The percentages for a quality balance can be debated for both diets and retirements, but a key to life is moderation. Keeping things somewhat even is probably a best practice.

source: me!

Here is how focusing on just one retirement account leads you astray:

“I’m just going to focus on maxing out my 401(k) and lower my tax bill,” exclaims the new guy signing up for benefits. Well, great, but once you get to retirement you’re going to have a sizable income-tax liability; see, every withdrawal from your 401(k) you have to cut some to the government. You’ve pumped up your retirement through avoiding taxes, but now you’re a bodybuilder who can’t touch his toes! You’ve sacrificed flexibility for hopes of the largest account balance.

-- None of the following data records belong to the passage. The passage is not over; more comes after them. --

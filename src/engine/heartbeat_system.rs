//! # Heartbeats
//!
//! Every snapshot whose status needs a live worker gets a `HeartbeatSnapshot`
//! job when it is committed (see [`SystemResources::commit`]). Workers push
//! that job back with [`HeartbeatSystem::heartbeat_run`]. When it fires the
//! run is recovered according to where it got stuck:
//!
//! | Status | Recovery |
//! |---|---|
//! | PENDING_EXECUTING | requeue, failing the run if the queue refuses |
//! | EXECUTING, EXECUTING_WITH_WAITPOINTS | failed attempt, retried cold |
//! | PENDING_CANCEL | cancellation is finalized |

use super::execution_snapshot_system::ExecutionSnapshotSystem;
use super::run_attempt_system::{AttemptFailure, RunAttemptSystem};
use super::resources::SystemResources;
use crate::error::{EngineError, EngineResult};
use crate::models::{
    ExecutionSnapshot, TaskRunError, TaskRunErrorCode, TaskRunExecutionStatus, WorkerIdentity,
};
use crate::worker::EngineJob;
use chrono::Utc;
use std::sync::Arc;
use tracing::{debug, instrument, warn};
use uuid::Uuid;

#[derive(Debug)]
pub struct HeartbeatSystem {
    resources: Arc<SystemResources>,
    snapshots: Arc<ExecutionSnapshotSystem>,
    attempts: Arc<RunAttemptSystem>,
}

impl HeartbeatSystem {
    pub fn new(
        resources: Arc<SystemResources>,
        snapshots: Arc<ExecutionSnapshotSystem>,
        attempts: Arc<RunAttemptSystem>,
    ) -> Self {
        Self {
            resources,
            snapshots,
            attempts,
        }
    }

    /// Push back the heartbeat deadline of the caller's snapshot.
    #[instrument(skip(self))]
    pub async fn heartbeat_run(&self, run_id: Uuid, snapshot_id: Uuid) -> EngineResult<ExecutionSnapshot> {
        let latest = self.snapshots.assert_latest(run_id, snapshot_id).await?;
        let Some(timeout) = self.resources.heartbeat_timeout(latest.execution_status) else {
            return Err(EngineError::invalid_state(
                run_id,
                latest.execution_status,
                "heartbeatRun",
            ));
        };
        self.resources
            .jobs
            .schedule(
                EngineJob::HeartbeatSnapshot {
                    run_id,
                    snapshot_id,
                },
                Utc::now() + timeout,
            )
            .await?;
        debug!(run_id = %run_id, snapshot_id = %snapshot_id, "Heartbeat received");
        Ok(latest)
    }

    #[instrument(skip(self))]
    pub async fn handle_heartbeat_timeout(&self, run_id: Uuid, snapshot_id: Uuid) -> EngineResult<()> {
        let latest = self.snapshots.get_latest_execution_snapshot(run_id).await?;
        if latest.id != snapshot_id {
            debug!(run_id = %run_id, snapshot_id = %snapshot_id, "Stale heartbeat timeout, ignoring");
            return Ok(());
        }

        warn!(
            run_id = %run_id,
            execution_status = %latest.execution_status,
            "Heartbeat timed out"
        );
        let outcome = match latest.execution_status {
            TaskRunExecutionStatus::PendingExecuting => self
                .attempts
                .try_nack_and_requeue(
                    run_id,
                    Some(snapshot_id),
                    TaskRunError::internal(
                        TaskRunErrorCode::TaskRunHeartbeatTimeout,
                        "Worker did not start the run before the heartbeat timed out",
                    ),
                )
                .await
                .map(|_| ()),
            TaskRunExecutionStatus::Executing | TaskRunExecutionStatus::ExecutingWithWaitpoints => {
                let failure = AttemptFailure::new(TaskRunError::internal(
                    TaskRunErrorCode::TaskRunStalledExecuting,
                    "Run stopped sending heartbeats while executing",
                ));
                self.attempts
                    .attempt_failed(run_id, snapshot_id, failure, WorkerIdentity::default(), true)
                    .await
                    .map(|_| ())
            }
            TaskRunExecutionStatus::PendingCancel => self
                .attempts
                .finalize_cancel_if_pending(run_id, snapshot_id)
                .await
                .map(|_| ()),
            other => {
                debug!(run_id = %run_id, execution_status = %other, "No heartbeat recovery for status");
                Ok(())
            }
        };

        match outcome {
            // The run moved on while the timeout was being handled.
            Err(EngineError::SnapshotConflict { .. }) => Ok(()),
            other => other,
        }
    }
}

“I’m going to prepay all my income tax and put it into a Roth (after-tax account),” yells the oddball libertarian friend. Welp, you’re limited to what you can put in there unless you do a conversion³. Also, once you have assets in there you cannot access them until 59 ½. Yikes, that’s an eternity away!

“Screw it, I’m just going to put everything into a brokerage/taxable account,” the stranger at the bar tells you. Not bad, but all the growth of those assets will be taxed at capital gains rate. So, if you make $10k and you sell it, then you’re going to owe the government a slice⁴.

By moderating contributions between the three different accounts you’ll be able to create a healthier retirement; maximize flexibility, controlling your tax situation, and hopefully have a less stressful life.

How do I figure out what an appropriate balance is? Well, that’s between you and your trusted advisor who you should be working with to decide what’s best for you!

Death and taxes are all we have to look forward to, but hopefully not stress.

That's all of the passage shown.